■ Try it ■
Reproduce the entries exactly as they appear below.

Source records
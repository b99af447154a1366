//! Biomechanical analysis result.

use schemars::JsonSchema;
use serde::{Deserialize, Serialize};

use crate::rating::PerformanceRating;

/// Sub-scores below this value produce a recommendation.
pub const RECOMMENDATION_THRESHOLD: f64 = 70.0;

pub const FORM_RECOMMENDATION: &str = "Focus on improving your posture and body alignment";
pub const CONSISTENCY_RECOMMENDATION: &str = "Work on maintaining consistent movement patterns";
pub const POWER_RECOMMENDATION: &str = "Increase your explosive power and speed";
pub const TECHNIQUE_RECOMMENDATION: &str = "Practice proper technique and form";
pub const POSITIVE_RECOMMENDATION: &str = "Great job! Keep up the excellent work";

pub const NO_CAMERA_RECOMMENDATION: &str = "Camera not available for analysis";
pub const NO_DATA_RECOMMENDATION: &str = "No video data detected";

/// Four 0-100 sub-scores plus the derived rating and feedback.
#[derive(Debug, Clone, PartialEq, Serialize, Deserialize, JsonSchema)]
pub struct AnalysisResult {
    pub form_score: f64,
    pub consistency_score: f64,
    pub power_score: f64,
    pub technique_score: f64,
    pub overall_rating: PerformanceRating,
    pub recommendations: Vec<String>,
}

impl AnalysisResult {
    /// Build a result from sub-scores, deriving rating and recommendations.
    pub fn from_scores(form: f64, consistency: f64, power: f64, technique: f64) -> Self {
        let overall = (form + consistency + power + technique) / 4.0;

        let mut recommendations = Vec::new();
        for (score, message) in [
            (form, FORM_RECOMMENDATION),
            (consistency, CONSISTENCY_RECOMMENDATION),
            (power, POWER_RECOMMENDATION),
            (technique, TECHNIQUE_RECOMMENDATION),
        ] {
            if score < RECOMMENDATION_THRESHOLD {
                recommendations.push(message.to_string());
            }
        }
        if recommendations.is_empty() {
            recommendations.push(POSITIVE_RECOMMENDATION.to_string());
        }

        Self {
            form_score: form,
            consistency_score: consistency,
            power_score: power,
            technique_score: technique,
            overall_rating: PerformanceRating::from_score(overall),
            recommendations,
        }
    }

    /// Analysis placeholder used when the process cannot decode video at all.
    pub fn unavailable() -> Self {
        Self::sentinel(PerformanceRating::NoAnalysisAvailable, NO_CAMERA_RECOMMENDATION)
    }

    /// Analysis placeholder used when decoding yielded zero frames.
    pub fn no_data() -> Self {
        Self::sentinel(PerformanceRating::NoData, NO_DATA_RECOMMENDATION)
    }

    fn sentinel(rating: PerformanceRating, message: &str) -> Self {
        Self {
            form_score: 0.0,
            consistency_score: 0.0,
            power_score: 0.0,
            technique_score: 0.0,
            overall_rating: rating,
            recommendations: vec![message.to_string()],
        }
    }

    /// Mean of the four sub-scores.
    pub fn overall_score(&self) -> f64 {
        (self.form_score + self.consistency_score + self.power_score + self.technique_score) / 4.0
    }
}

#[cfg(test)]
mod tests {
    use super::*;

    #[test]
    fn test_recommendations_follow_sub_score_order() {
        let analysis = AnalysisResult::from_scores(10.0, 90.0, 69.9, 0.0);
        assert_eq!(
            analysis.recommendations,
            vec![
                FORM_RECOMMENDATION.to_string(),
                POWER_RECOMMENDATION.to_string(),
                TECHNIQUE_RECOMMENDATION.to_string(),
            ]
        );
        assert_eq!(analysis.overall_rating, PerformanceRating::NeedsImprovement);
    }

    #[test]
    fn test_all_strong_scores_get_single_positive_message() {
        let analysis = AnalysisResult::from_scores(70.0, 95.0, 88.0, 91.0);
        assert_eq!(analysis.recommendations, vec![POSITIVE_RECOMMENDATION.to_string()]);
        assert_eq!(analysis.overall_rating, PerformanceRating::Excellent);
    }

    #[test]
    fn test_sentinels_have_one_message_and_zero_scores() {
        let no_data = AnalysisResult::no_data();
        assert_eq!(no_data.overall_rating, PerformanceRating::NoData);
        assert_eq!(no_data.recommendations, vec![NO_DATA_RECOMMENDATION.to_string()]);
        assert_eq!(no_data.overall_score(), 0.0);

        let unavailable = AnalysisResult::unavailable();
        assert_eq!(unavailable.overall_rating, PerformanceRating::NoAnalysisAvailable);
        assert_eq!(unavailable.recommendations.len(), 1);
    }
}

■ Your solution ■
repository b99af447154a1366
//! Biomechanical analysis result.

use schemars::JsonSchema;
use serde::{Deserialize, Serialize};

use crate::rating::PerformanceRating;

/// Sub-scores below this value produce a recommendation.
pub const RECOMMENDATION_THRESHOLD: f64 = 70.0;

pub const FORM_RECOMMENDATION: &str = "Focus on improving your posture and body alignment";
pub const CONSISTENCY_RECOMMENDATION: &str = "Work on maintaining consistent movement patterns";
pub const POWER_RECOMMENDATION: &str = "Increase your explosive power and speed";
pub const TECHNIQUE_RECOMMENDATION: &str = "Practice proper technique and form";
pub const POSITIVE_RECOMMENDATION: &str = "Great job! Keep up the excellent work";

pub const NO_CAMERA_RECOMMENDATION: &str = "Camera not available for analysis";
pub const NO_DATA_RECOMMENDATION: &str = "No video data detected";

/// Four 0-100 sub-scores plus the derived rating and feedback.
#[derive(Debug, Clone, PartialEq, Serialize, Deserialize, JsonSchema)]
pub struct AnalysisResult {
    pub form_score: f64,
    pub consistency_score: f64,
    pub power_score: f64,
    pub technique_score: f64,
    pub overall_rating: PerformanceRating,
    pub recommendations: Vec<String>,
}

impl AnalysisResult {
    /// Build a result from sub-scores, deriving rating and recommendations.
    pub fn from_scores(form: f64, consistency: f64, power: f64, technique: f64) -> Self {
        let overall = (form + consistency + power + technique) / 4.0;

        let mut recommendations = Vec::new();
        for (score, message) in [
            (form, FORM_RECOMMENDATION),
            (consistency, CONSISTENCY_RECOMMENDATION),
            (power, POWER_RECOMMENDATION),
            (technique, TECHNIQUE_RECOMMENDATION),
        ] {
            if score < RECOMMENDATION_THRESHOLD {
                recommendations.push(message.to_string());
            }
        }
        if recommendations.is_empty() {
            recommendations.push(POSITIVE_RECOMMENDATION.to_string());
        }

        Self {
            form_score: form,
            consistency_score: consistency,
            power_score: power,
            technique_score: technique,
            overall_rating: PerformanceRating::from_score(overall),
            recommendations,
        }
    }

    /// Analysis placeholder used when the process cannot decode video at all.
    pub fn unavailable() -> Self {
        Self::sentinel(PerformanceRating::NoAnalysisAvailable, NO_CAMERA_RECOMMENDATION)
    }

    /// Analysis placeholder used when decoding yielded zero frames.
    pub fn no_data() -> Self {
        Self::sentinel(PerformanceRating::NoData, NO_DATA_RECOMMENDATION)
    }

    fn sentinel(rating: PerformanceRating, message: &str) -> Self {
        Self {
            form_score: 0.0,
            consistency_score: 0.0,
            power_score: 0.0,
            technique_score: 0.0,
            overall_rating: rating,
            recommendations: vec![message.to_string()],
        }
    }

    /// Mean of the four sub-scores.
    pub fn overall_score(&self) -> f64 {
        (self.form_score + self.consistency_score + self.power_score + self.technique_score) / 4.0
    }
}

#[cfg(test)]
mod tests {
    use super::*;

    #[test]
    fn test_recommendations_follow_sub_score_order() {
        let analysis = AnalysisResult::from_scores(10.0, 90.0, 69.9, 0.0);
        assert_eq!(
            analysis.recommendations,
            vec![
                FORM_RECOMMENDATION.to_string(),
                POWER_RECOMMENDATION.to_string(),
                TECHNIQUE_RECOMMENDATION.to_string(),
            ]
        );
        assert_eq!(analysis.overall_rating, PerformanceRating::NeedsImprovement);
    }

    #[test]
    fn test_all_strong_scores_get_single_positive_message() {
        let analysis = AnalysisResult::from_scores(70.0, 95.0, 88.0, 91.0);
        assert_eq!(analysis.recommendations, vec![POSITIVE_RECOMMENDATION.to_string()]);
        assert_eq!(analysis.overall_rating, PerformanceRating::Excellent);
    }

    #[test]
    fn test_sentinels_have_one_message_and_zero_scores() {
        let no_data = AnalysisResult::no_data();
        assert_eq!(no_data.overall_rating, PerformanceRating::NoData);
        assert_eq!(no_data.recommendations, vec![NO_DATA_RECOMMENDATION.to_string()]);
        assert_eq!(no_data.overall_score(), 0.0);

        let unavailable = AnalysisResult::unavailable();
        assert_eq!(unavailable.overall_rating, PerformanceRating::NoAnalysisAvailable);
        assert_eq!(unavailable.recommendations.len(), 1);
    }
}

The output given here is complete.